Только что начинало светать, когда по носу можно было различить какое-то темное облако прямо у поверхности моря – это был дым от приближающейся эскадры. Зрелище было исключительное, когда «Мария», большая, грузная, проходила перед строем старых кораблей. Затем – приветственный сигнал от флагманского корабля. Им командовал адмирал Эбергард. По сигналу мы теперь стали во главе эскадры, остальные, повернув за нами, стали увеличивать ход, чтобы не отстать…

Днем, часов после 4-х, мы уже входили на севастопольский рейд. Все берега и на Северной стороне, и со стороны Приморского бульвара были заполнены народом. Всюду оркестры играли торжественные марши, всюду чувствовалось приподнятое, праздничное настроение.

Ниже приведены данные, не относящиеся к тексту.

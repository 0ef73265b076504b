use super::instances::{AttributeKind, Instances};
use crate::ModelError;

/// Performs the construction-time checks a dataset must pass before a tree is built.
///
/// This function validates that:
/// - The dataset is not empty
/// - The class attribute is nominal with at least one value
/// - No string attribute is present
/// - No value is missing (NaN) or infinite
/// - Nominal values and class labels are codes inside their domain
///
/// # Parameters
///
/// * `data` - The dataset to validate
///
/// # Returns
///
/// - `Ok(())` - If all validation checks pass
/// - `Err(ModelError::InputValidationError)` - If any validation check fails, with an informative error message
pub fn preliminary_check(data: &Instances) -> Result<(), ModelError> {
    if data.num_instances() == 0 {
        return Err(ModelError::InputValidationError(
            "No training instances".to_string(),
        ));
    }

    if !data.class_attribute().is_nominal() || data.num_classes() == 0 {
        return Err(ModelError::InputValidationError(format!(
            "Class attribute '{}' must be nominal",
            data.class_attribute().name()
        )));
    }

    if let Some(attribute) = data
        .attributes()
        .iter()
        .find(|a| matches!(a.kind(), AttributeKind::String))
    {
        return Err(ModelError::InputValidationError(format!(
            "String attribute '{}' is not supported",
            attribute.name()
        )));
    }

    for (i, row) in data.x().outer_iter().enumerate() {
        for (j, &val) in row.iter().enumerate() {
            if val.is_nan() || val.is_infinite() {
                return Err(ModelError::InputValidationError(format!(
                    "Input data contains missing or infinite value at position [{}][{}]",
                    i, j
                )));
            }

            let attribute = &data.attributes()[j];
            if attribute.is_nominal() {
                check_nominal_code(val, attribute.num_values()).map_err(|_| {
                    ModelError::InputValidationError(format!(
                        "Value {} at position [{}][{}] is not a code of nominal attribute '{}'",
                        val,
                        i,
                        j,
                        attribute.name()
                    ))
                })?;
            }
        }
    }

    let n_classes = data.num_classes();
    if let Some((i, &label)) = data.y().iter().enumerate().find(|&(_, &l)| l >= n_classes) {
        return Err(ModelError::InputValidationError(format!(
            "Class label {} of instance {} exceeds the {} classes of '{}'",
            label,
            i,
            n_classes,
            data.class_attribute().name()
        )));
    }

    Ok(())
}

/// Checks that `value` is a whole code in `0..num_values` and returns it.
pub fn check_nominal_code(value: f64, num_values: usize) -> Result<usize, ModelError> {
    if value < 0.0 || value.fract() != 0.0 || value >= num_values as f64 {
        return Err(ModelError::TreeError("Nominal value has no matching branch"));
    }
    Ok(value as usize)
}

/// Validates that the proportion threshold lies in (0, 1].
///
/// # Parameters
///
/// * `proportion_threshold` - Majority-class proportion above which a node becomes a leaf
///
/// # Returns
///
/// - `Ok(())` - If the threshold is valid
/// - `Err(ModelError::InputValidationError)` - If the threshold is not positive, above 1, or NaN
pub fn validate_proportion_threshold(proportion_threshold: f64) -> Result<(), ModelError> {
    if !(proportion_threshold > 0.0 && proportion_threshold <= 1.0) {
        return Err(ModelError::InputValidationError(format!(
            "proportion_threshold must be in (0, 1], got {}",
            proportion_threshold
        )));
    }

    Ok(())
}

Потекли дни работы в новых условиях. Корабль через 2—3 дня ввели во вновь построенный огромный аварийный (сухой) док, куда еще не вводили ни одно судно. Осматривали и окрашивали подводную часть, проверяли гребные винты и т. д. для предстоящей сдачи главных механизмов. Я решил со своим персоналом выяснить причины неисправности одного из малых турбогенераторов, от которого не могли получить ток ни в Николаеве, ни при попытках дать на него нагрузку во время перехода. Тщательно исследовав его, я пришел к выводу, что в роторе имеется еще заводской дефект, и решил вскрыть обмотку (все турбогенераторы были берлинской постройки, и их устанавливал приехавший из Германии инженер – «шведский подданный»). И действительно, в одном месте был найден обрыв в толстой обмотке ротора на изгибе. Я сейчас же дал телеграмму в свое правление о высылке другого ротора с другого корабля, подготавливаемого тоже к выпуску с завода, сообщил о найденном дефекте и о причинах, затормозивших сдачу этого механизма. Прошло дня два.

Из управления ВКЭ пришла телеграмма об отправке ротора и выезде инженера Гробба, руководившего в Николаеве установкой турбогенераторов. Пришлось хлопотать о пропуске для него…

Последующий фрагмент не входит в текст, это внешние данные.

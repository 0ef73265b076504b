use super::*;

fn mixed_attributes() -> Vec<Attribute> {
    vec![
        Attribute::nominal("colour", vec!["red", "green", "blue"]),
        Attribute::numeric("size"),
    ]
}

fn mixed_rows() -> LabeledRows {
    rows(
        array![[0.0, 1.0], [1.0, 2.5], [2.0, 4.0], [0.0, 7.5]],
        vec![0, 0, 1, 1],
    )
}

#[test]
fn test_no_sample_when_enough_real_examples() {
    let oracle = RuleOracle::new(2, |row| (row[1] > 3.0) as usize);
    let sample = draw_sample(&mixed_rows(), &mixed_attributes(), 2, 4, &oracle, 0).unwrap();
    assert!(sample.is_empty());
    assert_eq!(sample.x().ncols(), 2);
}

#[test]
fn test_sample_tops_up_to_min_samples() {
    let oracle = RuleOracle::new(2, |row| (row[1] > 3.0) as usize);
    let sample = draw_sample(&mixed_rows(), &mixed_attributes(), 2, 50, &oracle, 0).unwrap();

    assert_eq!(sample.len(), 46);
    assert_eq!(sample.x().dim(), (46, 2));
    for (row, label) in sample.iter() {
        assert!(row.iter().all(|v| v.is_finite()));
        // nominal values stay inside the observed domain
        assert!([0.0, 1.0, 2.0].contains(&row[0]));
        assert_eq!(label, (row[1] > 3.0) as usize);
    }
}

#[test]
fn test_sample_is_reproducible() {
    let oracle = RuleOracle::new(2, |row| (row[1] > 3.0) as usize);
    let first = draw_sample(&mixed_rows(), &mixed_attributes(), 2, 30, &oracle, 11).unwrap();
    let second = draw_sample(&mixed_rows(), &mixed_attributes(), 2, 30, &oracle, 11).unwrap();
    assert_eq!(first, second);
}

#[test]
fn test_sample_follows_node_marginals() {
    // every real example has colour green
    let real = rows(array![[1.0, 1.0], [1.0, 2.0], [1.0, 3.0]], vec![0, 0, 0]);
    let oracle = RuleOracle::new(2, |_| 0);
    let sample = draw_sample(&real, &mixed_attributes(), 2, 40, &oracle, 5).unwrap();

    assert_eq!(sample.len(), 37);
    assert!(sample.x().column(0).iter().all(|&v| v == 1.0));
}

#[test]
fn test_empty_node_draws_nothing() {
    let oracle = RuleOracle::new(2, |_| 0);
    let empty = LabeledRows::empty(2);
    let sample = draw_sample(&empty, &mixed_attributes(), 2, 10, &oracle, 0).unwrap();
    assert!(sample.is_empty());
}

#[test]
fn test_out_of_range_oracle_answer() {
    // the rule knows 3 classes but the class attribute only 2
    let oracle = RuleOracle::new(3, |_| 2);
    let result = draw_sample(&mixed_rows(), &mixed_attributes(), 2, 10, &oracle, 0);
    assert!(matches!(result, Err(ModelError::OracleError(_))));

    assert!(matches!(
        query_oracle(&oracle, array![0.0, 1.0].view(), 2),
        Err(ModelError::OracleError(_))
    ));
    assert_eq!(query_oracle(&oracle, array![0.0, 1.0].view(), 3).unwrap(), 2);
}

#[test]
fn test_fit_estimators() {
    let estimators = fit_estimators(&mixed_rows(), &mixed_attributes()).unwrap();
    assert_eq!(estimators.len(), 2);
    assert_relative_eq!(estimators[0].probability(0.0), 0.5);

    let with_string = vec![Attribute::numeric("x"), Attribute::string("note")];
    assert!(matches!(
        fit_estimators(&mixed_rows(), &with_string),
        Err(ModelError::ProcessingError(_))
    ));
}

Новый ротор быстро был поставлен на место, и можно было наконец сдать судовой комиссии этот механизм, оказавшийся с дефектом. Вскоре все работы в доке были закончены, и в конце июля должна была быть назначена официальная сдача корабля с трехдневным испытанием на ходу.

С вечера пришлось прибыть со своим персоналом на корабль. Выход был назначен на раннее утро. Перед отплытием, пожалуй, последним прибыл на корабль адмирал Эбергард. Начали делать последние приготовления, убирать разные части. И вот во время уборки одной из шлюпбалок одна как-то вывернулась и с силой ударила стоявшего рядом молодого офицера. Он потерял сознание, его сейчас же взяли на носилки и отвезли в госпиталь. Не знаю, суеверие ли адмирала, или что другое повлияло, но Эбергард тотчас же отменил поход; вызвали его катер, и он отплыл со своим штабом и поваром на берег. Это произвело очень странное и неприятное впечатление на всех. Ведь это было в дни войны, когда, казалось, каждый военачальник должен проявлять и геройство и решительность, а не поддаваться каким-то минутным впечатлениям.

Только через неделю возобновился поход. Проходили полным ходом вдоль южного берега, где особенно глубокое море, проверяли все механизмы, создавали условия для выяснения живучести корабля. А когда смеркалось, уходили далеко от берегов, ночью шли с потушенными огнями…

Вся сдача прошла прекрасно. Все, что было на корабле под моим наблюдением, работало безукоризненно…»

Нужно ли говорить, что я чувствовал, получив и это письмо, и эти материалы!.. Потом было много писем. Мы стали с Верой Владимировной Афанасьевой друзьями.

Вот и не верь после всего этого в «судьбу». В предопределенность встреч людей, болеющих одной мечтой и желанием. Даже тогда, когда одного из «собеседников» уже не было в живых.

Так или иначе, уверен, пути воспоминаний Леонида Митрофановича с путями моего поиска не могли не перекреститься.